• Task item
Could you show all lines in the entries below that contain the string "EmptyForParams"?
- Opening Delimiter -
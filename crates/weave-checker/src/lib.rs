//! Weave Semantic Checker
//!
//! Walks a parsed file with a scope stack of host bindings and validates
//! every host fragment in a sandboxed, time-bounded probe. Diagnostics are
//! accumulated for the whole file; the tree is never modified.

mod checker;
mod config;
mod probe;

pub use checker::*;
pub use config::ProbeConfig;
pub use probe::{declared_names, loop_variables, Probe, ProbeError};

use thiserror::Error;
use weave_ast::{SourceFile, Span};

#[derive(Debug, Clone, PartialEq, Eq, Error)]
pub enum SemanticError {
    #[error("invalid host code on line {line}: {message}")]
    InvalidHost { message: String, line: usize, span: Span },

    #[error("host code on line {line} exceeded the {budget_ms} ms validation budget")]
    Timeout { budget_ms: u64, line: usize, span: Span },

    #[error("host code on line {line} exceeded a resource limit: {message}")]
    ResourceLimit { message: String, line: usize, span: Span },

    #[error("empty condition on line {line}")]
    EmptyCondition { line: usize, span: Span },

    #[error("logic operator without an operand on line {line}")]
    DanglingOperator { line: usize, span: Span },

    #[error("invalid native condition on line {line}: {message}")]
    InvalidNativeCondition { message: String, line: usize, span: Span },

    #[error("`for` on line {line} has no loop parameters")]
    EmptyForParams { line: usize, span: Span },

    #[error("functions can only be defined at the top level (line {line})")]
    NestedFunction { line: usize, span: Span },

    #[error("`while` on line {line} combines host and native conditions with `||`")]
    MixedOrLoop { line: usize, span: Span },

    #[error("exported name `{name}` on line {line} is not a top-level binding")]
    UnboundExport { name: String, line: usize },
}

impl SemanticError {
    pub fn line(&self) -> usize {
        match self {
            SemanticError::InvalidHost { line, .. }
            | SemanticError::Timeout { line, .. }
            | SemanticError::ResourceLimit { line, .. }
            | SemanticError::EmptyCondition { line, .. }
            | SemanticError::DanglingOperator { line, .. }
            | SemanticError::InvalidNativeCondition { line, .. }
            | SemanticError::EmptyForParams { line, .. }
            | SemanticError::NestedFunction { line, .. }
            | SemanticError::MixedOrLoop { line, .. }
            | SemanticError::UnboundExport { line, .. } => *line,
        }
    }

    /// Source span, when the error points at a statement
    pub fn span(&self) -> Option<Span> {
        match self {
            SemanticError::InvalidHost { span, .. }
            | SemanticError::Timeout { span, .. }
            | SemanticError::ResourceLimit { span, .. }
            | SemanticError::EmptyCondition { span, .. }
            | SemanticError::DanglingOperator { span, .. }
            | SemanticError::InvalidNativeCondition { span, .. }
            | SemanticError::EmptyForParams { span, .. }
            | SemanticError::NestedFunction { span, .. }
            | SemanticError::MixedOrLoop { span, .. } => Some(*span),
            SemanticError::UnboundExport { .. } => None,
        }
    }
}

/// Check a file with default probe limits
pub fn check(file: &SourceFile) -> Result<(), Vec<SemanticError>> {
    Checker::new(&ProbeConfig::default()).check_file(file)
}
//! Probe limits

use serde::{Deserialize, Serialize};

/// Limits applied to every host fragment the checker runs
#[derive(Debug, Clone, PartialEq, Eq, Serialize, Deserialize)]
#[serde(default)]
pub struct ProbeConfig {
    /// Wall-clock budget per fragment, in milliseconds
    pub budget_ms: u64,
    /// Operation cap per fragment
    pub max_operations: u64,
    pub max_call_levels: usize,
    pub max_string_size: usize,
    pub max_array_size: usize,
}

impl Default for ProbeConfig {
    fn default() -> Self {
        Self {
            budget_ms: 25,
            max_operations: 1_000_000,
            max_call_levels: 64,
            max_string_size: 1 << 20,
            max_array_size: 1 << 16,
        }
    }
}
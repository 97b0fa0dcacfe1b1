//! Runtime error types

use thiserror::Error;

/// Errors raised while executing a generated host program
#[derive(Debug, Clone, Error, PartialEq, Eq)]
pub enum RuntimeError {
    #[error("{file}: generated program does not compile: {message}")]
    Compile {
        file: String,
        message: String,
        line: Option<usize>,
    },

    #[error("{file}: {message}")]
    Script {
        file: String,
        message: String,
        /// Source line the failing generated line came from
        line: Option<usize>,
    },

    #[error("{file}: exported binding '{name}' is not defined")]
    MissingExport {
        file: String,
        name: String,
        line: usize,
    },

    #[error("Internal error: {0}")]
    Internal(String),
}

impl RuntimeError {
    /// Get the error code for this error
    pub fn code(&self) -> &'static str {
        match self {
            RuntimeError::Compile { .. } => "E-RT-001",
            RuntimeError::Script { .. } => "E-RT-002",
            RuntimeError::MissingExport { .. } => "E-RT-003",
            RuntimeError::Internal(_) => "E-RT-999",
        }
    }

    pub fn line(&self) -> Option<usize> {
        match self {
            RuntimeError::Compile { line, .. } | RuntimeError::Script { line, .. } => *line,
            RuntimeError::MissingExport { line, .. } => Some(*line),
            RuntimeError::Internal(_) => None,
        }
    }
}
- Closing Delimiter -
• Written response
    EmptyForParams { line: usize, span: Span },
            | SemanticError::EmptyForParams { line, .. }
            | SemanticError::EmptyForParams { span, .. }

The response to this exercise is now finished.